A primeira reação de uma sociedade anestesiada é: ‘não se pode bancar o valentão’. A lógica é a mesma que põe a culpa na minissaia pelo crime de estupro.
Diego Braga, lutador de MMA — Foto: Reprodução
A primeira reação de uma sociedade anestesiada e conformada com a “equatorização” do Brasil é culpar Diego: ele não deveria ter entrado na favela; não se pode bancar o valentão diante do crime organizado, o certo é chamar a polícia, não se faz justiça com as próprias mãos.
Por mais que haja bom senso (e há) nessas afirmações, a lógica da argumentação é a mesma que põe a culpa na minissaia pelo crime de estupro. Quantas vezes, como repórter, apresentei aos leitores um homicídio desta forma: “a vítima foi morta ao reagir a um assalto”. Fica implícito que o erro foi da vítima.
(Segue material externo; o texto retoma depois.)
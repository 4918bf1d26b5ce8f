//! Side-effect-free previews of what an operation would do.
//!
//! Previews read metadata through the same collaborators as the handlers but
//! never create a job or write a file.

use strum::IntoEnumIterator;
use tracing::warn;

use crate::models::operation::{
    is_recognizable_crs, ClipParams, MosaicMethod, MosaicParams, ReprojectParams,
    ResampleParams, ResamplingMethod,
};
use crate::models::preview::{
    ClipPreview, MosaicPreview, ReprojectPreview, ResampleDirection, ResamplePreview,
};
use crate::models::raster::{Bounds, CompatibilityReport, RasterMetadata, VectorMetadata};
use crate::services::operations::{Collaborators, OperationError};

/// Inputs above this count get a batching recommendation.
const MOSAIC_BATCH_HINT: usize = 10;

#[derive(Clone)]
pub struct PreviewService {
    collab: Collaborators,
}

impl PreviewService {
    pub fn new(collab: Collaborators) -> Self {
        Self { collab }
    }

    pub async fn clip(&self, params: &ClipParams) -> Result<ClipPreview, OperationError> {
        let c = &self.collab;
        c.require_exists(&params.raster_path, "Raster").await?;
        c.require_exists(&params.vector_path, "Vector").await?;
        let raster = c.raster(&params.raster_path).await?;
        let vector = c.vector(&params.vector_path).await?;
        let crs_match = c.same_crs(&raster.crs, &vector.crs).await?;

        Ok(clip_summary(raster, vector, crs_match))
    }

    pub async fn reproject(
        &self,
        params: &ReprojectParams,
    ) -> Result<ReprojectPreview, OperationError> {
        let c = &self.collab;
        c.require_exists(&params.raster_path, "Raster").await?;
        let raster = c.raster(&params.raster_path).await?;

        let mut warnings = Vec::new();
        if !is_recognizable_crs(&params.target_crs) {
            warnings.push(format!("Invalid target CRS format: {}", params.target_crs));
        }
        let needs_reprojection = !c.same_crs(&raster.crs, &params.target_crs).await?;
        if !needs_reprojection {
            warnings.push("Raster is already in the target CRS".to_string());
        }

        Ok(ReprojectPreview {
            current_crs: raster.crs.clone(),
            target_crs: params.target_crs.clone(),
            raster_info: raster,
            needs_reprojection,
            warnings,
        })
    }

    pub async fn resample(
        &self,
        params: &ResampleParams,
    ) -> Result<ResamplePreview, OperationError> {
        let c = &self.collab;
        if !(params.target_resolution.is_finite() && params.target_resolution > 0.0) {
            return Err(OperationError::Validation(
                "Target resolution must be positive".to_string(),
            ));
        }
        c.require_exists(&params.raster_path, "Raster").await?;
        let raster = c.raster(&params.raster_path).await?;

        Ok(resample_summary(raster, params.target_resolution))
    }

    pub async fn mosaic(&self, params: &MosaicParams) -> Result<MosaicPreview, OperationError> {
        let c = &self.collab;
        let mut valid_files = Vec::new();
        let mut missing_files = Vec::new();
        for path in &params.raster_paths {
            if c.storage.exists(path).await? {
                valid_files.push(path.clone());
            } else {
                missing_files.push(path.clone());
            }
        }
        if valid_files.is_empty() {
            return Err(OperationError::Validation(
                "No existing raster files found".to_string(),
            ));
        }

        let mut metadata = Vec::with_capacity(valid_files.len());
        for path in &valid_files {
            match c.raster(path).await {
                Ok(meta) => metadata.push(meta),
                Err(e) => warn!(path = %path, error = %e, "Skipping raster in mosaic preview"),
            }
        }

        Ok(mosaic_summary(
            params.raster_paths.len(),
            valid_files,
            missing_files,
            &metadata,
        ))
    }
}

pub fn clip_summary(raster: RasterMetadata, vector: VectorMetadata, crs_match: bool) -> ClipPreview {
    let intersects = vector.bounds.intersects(&raster.bounds);

    let mut warnings = Vec::new();
    if !crs_match {
        warnings.push("CRS mismatch - vector will be reprojected".to_string());
    }
    if !intersects {
        warnings.push("Geometries don't appear to intersect".to_string());
    }

    ClipPreview {
        estimated_output_bounds: intersects.then_some(vector.bounds),
        raster_info: raster,
        vector_info: vector,
        crs_match,
        geometries_intersect: intersects,
        warnings,
    }
}

pub fn resample_summary(raster: RasterMetadata, target_resolution: f64) -> ResamplePreview {
    let current_x = raster.transform.pixel_width();
    let current_y = raster.transform.pixel_height();
    let current = current_x.min(current_y);

    let scale_x = current_x / target_resolution;
    let scale_y = current_y / target_resolution;
    let new_width = (f64::from(raster.width) * scale_x) as u64;
    let new_height = (f64::from(raster.height) * scale_y) as u64;

    let current_pixels = raster.pixel_count();
    let ratio = if current_pixels > 0 {
        (new_width as f64 * new_height as f64) / current_pixels as f64
    } else {
        1.0
    };

    let direction = if target_resolution < current {
        ResampleDirection::Upsampling
    } else if target_resolution > current {
        ResampleDirection::Downsampling
    } else {
        ResampleDirection::NoChange
    };

    let mut warnings = Vec::new();
    if ratio > 10.0 {
        warnings.push("Output file will be significantly larger (>10x)".to_string());
    } else if ratio > 4.0 {
        warnings.push("Output file will be much larger (>4x)".to_string());
    }
    if direction == ResampleDirection::Upsampling && scale_x > 5.0 {
        warnings.push("High upsampling ratio may result in pixelated output".to_string());
    }

    ResamplePreview {
        raster_info: raster,
        current_resolution_x: current_x,
        current_resolution_y: current_y,
        current_resolution: current,
        target_resolution,
        scale_factor_x: scale_x,
        scale_factor_y: scale_y,
        operation_type: direction,
        new_width,
        new_height,
        pixel_count_ratio: ratio,
        warnings,
        supported_methods: ResamplingMethod::iter().collect(),
    }
}

pub fn mosaic_summary(
    total_files: usize,
    valid_files: Vec<String>,
    missing_files: Vec<String>,
    metadata: &[RasterMetadata],
) -> MosaicPreview {
    let compatibility = CompatibilityReport::from_metadata(metadata);
    let combined_bounds = Bounds::union_all(metadata.iter().map(|m| &m.bounds));
    let total_area = metadata.iter().map(|m| m.bounds.area()).sum();

    // The output grid follows the first raster's pixel size.
    let (estimated_width, estimated_height) = match (combined_bounds, metadata.first()) {
        (Some(bounds), Some(first))
            if first.transform.pixel_width() > 0.0 && first.transform.pixel_height() > 0.0 =>
        {
            (
                Some((bounds.width() / first.transform.pixel_width()) as u64),
                Some((bounds.height() / first.transform.pixel_height()) as u64),
            )
        }
        _ => (None, None),
    };

    MosaicPreview {
        recommendations: mosaic_recommendations(&compatibility),
        total_files,
        valid_files,
        missing_files,
        compatibility,
        combined_bounds,
        total_area,
        estimated_width,
        estimated_height,
        supported_methods: MosaicMethod::iter().collect(),
    }
}

pub fn mosaic_recommendations(report: &CompatibilityReport) -> Vec<String> {
    let mut out = Vec::new();

    if !report.compatible {
        out.push("Consider preprocessing files to ensure compatibility".to_string());
        for warning in &report.warnings {
            let hint = if warning.contains("CRS") {
                "Reproject all rasters to the same CRS before mosaicking"
            } else if warning.contains("resolution") {
                "Resample all rasters to the same resolution"
            } else if warning.contains("band") {
                "Ensure all rasters have the same number of bands"
            } else if warning.contains("data type") {
                "Convert all rasters to the same data type"
            } else {
                continue;
            };
            out.push(hint.to_string());
        }
    }

    if report.raster_count > MOSAIC_BATCH_HINT {
        out.push("Large number of files - consider processing in batches".to_string());
    }
    out
}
Se não tivesse reagido, estaria vivo. E quem garante que a vítima não se assustou ao ver uma arma e o bandido interpretou como reação? No fundo, estamos mostrando nosso conformismo diante do crime e tentando pautar a reação das vítimas. Uma espécie de manual de bons modos diante do crime. Manual de etiqueta para sobreviver no Brasil.
É logico que não se pode incentivar atitudes como a de Daniel, porque, invariavelmente, quem chora é a família da vítima. Mas e se a sociedade, em vez de apontar os dedos para quem não pode se defender, canalizasse sua indignação em outro sentido: por que estamos obrigados a viver em um país onde há vastas áreas em que nosso direito de ir e vir equivale a uma sentença de morte? O que o governo do estado vai fazer para tomar aquele território em definitivo? Quais as medidas saneadoras estão sendo tomadas para resgatar a credibilidade da polícia, que é único remédio para evitar atitudes isoladas diante de um crime? Qual política pública está sendo implantada para quebrar a cadeia de receptadores (cuja pena é muito pequena)?
Diego foi vítima de dois crimes e de duas circunstâncias da qual não tem a menor culpa: teve a moto furtada e sua indignação o levou à morte. É vítima de um estado que entregou parte do território a bandidos e de governos que não tem política pública para resgatar a credibilidade da polícia.
Porém, é mais cômodo culpar Daniel. E a minissaia.